(What to work on):
Return all lines below containing the word "source".

(Excerpted records):

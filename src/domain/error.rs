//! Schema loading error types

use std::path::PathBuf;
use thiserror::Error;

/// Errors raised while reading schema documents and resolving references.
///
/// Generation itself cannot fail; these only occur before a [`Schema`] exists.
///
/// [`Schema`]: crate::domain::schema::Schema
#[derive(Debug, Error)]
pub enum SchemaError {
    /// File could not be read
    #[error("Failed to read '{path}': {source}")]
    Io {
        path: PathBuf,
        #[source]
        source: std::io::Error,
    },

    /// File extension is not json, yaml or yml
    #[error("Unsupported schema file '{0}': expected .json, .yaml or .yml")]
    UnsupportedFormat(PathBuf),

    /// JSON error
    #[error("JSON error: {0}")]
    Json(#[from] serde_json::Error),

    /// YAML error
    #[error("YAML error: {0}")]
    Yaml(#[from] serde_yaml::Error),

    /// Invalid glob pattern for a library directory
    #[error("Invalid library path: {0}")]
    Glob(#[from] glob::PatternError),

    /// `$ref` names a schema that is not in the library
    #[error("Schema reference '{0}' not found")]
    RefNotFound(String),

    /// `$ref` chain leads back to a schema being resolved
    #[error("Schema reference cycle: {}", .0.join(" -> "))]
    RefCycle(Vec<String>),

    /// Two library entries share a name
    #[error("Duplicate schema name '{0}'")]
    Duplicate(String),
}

(Response to this exercise):
    #[error("Failed to read '{path}': {source}")]
        #[source]
        source: std::io::Error,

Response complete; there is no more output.